Supplied material START
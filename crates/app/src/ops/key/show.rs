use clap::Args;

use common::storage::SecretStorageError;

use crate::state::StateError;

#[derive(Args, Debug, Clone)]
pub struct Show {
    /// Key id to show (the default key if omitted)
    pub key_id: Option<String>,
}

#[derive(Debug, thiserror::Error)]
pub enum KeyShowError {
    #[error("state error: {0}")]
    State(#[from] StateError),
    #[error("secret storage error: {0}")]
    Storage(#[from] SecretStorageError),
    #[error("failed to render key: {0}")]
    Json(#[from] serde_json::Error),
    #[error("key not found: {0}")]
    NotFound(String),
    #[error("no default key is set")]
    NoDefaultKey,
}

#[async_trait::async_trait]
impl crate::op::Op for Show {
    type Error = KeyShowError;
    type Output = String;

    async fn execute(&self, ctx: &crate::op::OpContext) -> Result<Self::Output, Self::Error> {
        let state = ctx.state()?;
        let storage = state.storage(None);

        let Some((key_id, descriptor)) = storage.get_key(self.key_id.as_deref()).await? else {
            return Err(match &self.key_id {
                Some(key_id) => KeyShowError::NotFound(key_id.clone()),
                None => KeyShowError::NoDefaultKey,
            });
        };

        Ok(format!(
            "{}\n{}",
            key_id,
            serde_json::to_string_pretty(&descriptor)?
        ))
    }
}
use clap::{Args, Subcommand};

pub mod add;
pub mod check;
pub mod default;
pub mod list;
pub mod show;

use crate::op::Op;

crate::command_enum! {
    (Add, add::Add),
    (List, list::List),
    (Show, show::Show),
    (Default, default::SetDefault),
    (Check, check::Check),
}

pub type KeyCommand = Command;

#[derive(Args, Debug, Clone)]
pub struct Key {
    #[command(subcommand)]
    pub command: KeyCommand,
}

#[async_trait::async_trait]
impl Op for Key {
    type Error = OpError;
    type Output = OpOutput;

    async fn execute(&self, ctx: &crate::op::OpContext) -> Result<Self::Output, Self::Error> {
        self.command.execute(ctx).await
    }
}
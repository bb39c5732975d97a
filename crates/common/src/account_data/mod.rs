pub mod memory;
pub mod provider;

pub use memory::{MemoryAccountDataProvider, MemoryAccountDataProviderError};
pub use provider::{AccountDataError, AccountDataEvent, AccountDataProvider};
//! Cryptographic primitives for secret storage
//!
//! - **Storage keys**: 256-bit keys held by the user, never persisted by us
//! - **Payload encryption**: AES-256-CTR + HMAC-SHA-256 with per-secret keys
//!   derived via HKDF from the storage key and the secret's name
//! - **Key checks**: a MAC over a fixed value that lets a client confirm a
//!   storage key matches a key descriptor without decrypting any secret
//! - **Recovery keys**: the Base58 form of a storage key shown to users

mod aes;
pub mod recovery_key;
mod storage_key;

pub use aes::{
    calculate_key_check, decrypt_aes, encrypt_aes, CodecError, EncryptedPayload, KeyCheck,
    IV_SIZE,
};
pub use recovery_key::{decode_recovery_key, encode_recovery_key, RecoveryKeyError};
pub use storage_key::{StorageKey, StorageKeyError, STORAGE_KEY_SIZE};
Supplied material END
Supplied material START
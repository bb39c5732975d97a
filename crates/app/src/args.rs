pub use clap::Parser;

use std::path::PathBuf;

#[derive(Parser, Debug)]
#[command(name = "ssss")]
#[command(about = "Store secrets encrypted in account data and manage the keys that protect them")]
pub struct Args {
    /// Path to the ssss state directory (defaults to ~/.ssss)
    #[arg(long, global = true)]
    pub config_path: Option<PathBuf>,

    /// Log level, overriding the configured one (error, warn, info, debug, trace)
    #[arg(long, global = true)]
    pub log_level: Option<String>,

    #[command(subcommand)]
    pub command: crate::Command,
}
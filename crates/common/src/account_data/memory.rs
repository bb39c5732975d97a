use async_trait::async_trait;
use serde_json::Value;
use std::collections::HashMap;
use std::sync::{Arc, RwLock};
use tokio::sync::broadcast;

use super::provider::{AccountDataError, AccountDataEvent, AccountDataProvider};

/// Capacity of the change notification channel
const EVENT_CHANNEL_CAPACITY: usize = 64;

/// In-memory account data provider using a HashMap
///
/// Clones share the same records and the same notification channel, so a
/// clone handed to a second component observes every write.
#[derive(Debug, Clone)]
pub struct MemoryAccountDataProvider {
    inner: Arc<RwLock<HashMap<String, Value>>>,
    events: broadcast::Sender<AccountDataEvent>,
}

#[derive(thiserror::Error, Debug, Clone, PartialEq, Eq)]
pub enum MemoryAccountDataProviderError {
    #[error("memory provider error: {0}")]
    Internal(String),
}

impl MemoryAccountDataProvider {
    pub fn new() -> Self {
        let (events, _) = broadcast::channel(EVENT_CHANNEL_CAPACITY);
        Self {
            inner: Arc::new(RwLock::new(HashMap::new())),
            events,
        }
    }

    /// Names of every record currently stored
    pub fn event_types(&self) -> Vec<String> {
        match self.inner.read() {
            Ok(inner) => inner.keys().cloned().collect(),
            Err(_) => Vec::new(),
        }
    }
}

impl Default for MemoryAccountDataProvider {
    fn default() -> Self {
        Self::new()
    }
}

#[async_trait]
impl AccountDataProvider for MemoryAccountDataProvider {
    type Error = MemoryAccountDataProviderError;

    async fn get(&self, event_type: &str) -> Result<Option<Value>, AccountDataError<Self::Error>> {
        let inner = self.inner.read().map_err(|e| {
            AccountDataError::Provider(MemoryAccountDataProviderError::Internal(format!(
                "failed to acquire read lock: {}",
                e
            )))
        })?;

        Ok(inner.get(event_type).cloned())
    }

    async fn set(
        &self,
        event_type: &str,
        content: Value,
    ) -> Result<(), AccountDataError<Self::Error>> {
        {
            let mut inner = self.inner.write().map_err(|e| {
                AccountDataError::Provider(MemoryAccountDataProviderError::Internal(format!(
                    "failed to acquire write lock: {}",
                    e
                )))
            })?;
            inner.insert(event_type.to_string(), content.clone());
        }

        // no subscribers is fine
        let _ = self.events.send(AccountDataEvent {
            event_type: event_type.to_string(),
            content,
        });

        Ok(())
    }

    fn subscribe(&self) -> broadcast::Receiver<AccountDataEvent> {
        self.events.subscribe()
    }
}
Supplied material END
Looking at the data above, return every line from the one with "filename crates/app/src/ops/key/show.rs" down to the one with "type Error = KeyShowError;", exactly and inclusively.

filename crates/app/src/ops/key/show.rs
use clap::Args;

use common::storage::SecretStorageError;

use crate::state::StateError;

#[derive(Args, Debug, Clone)]
pub struct Show {
    /// Key id to show (the default key if omitted)
    pub key_id: Option<String>,
}

#[derive(Debug, thiserror::Error)]
pub enum KeyShowError {
    #[error("state error: {0}")]
    State(#[from] StateError),
    #[error("secret storage error: {0}")]
    Storage(#[from] SecretStorageError),
    #[error("failed to render key: {0}")]
    Json(#[from] serde_json::Error),
    #[error("key not found: {0}")]
    NotFound(String),
    #[error("no default key is set")]
    NoDefaultKey,
}

#[async_trait::async_trait]
impl crate::op::Op for Show {
    type Error = KeyShowError;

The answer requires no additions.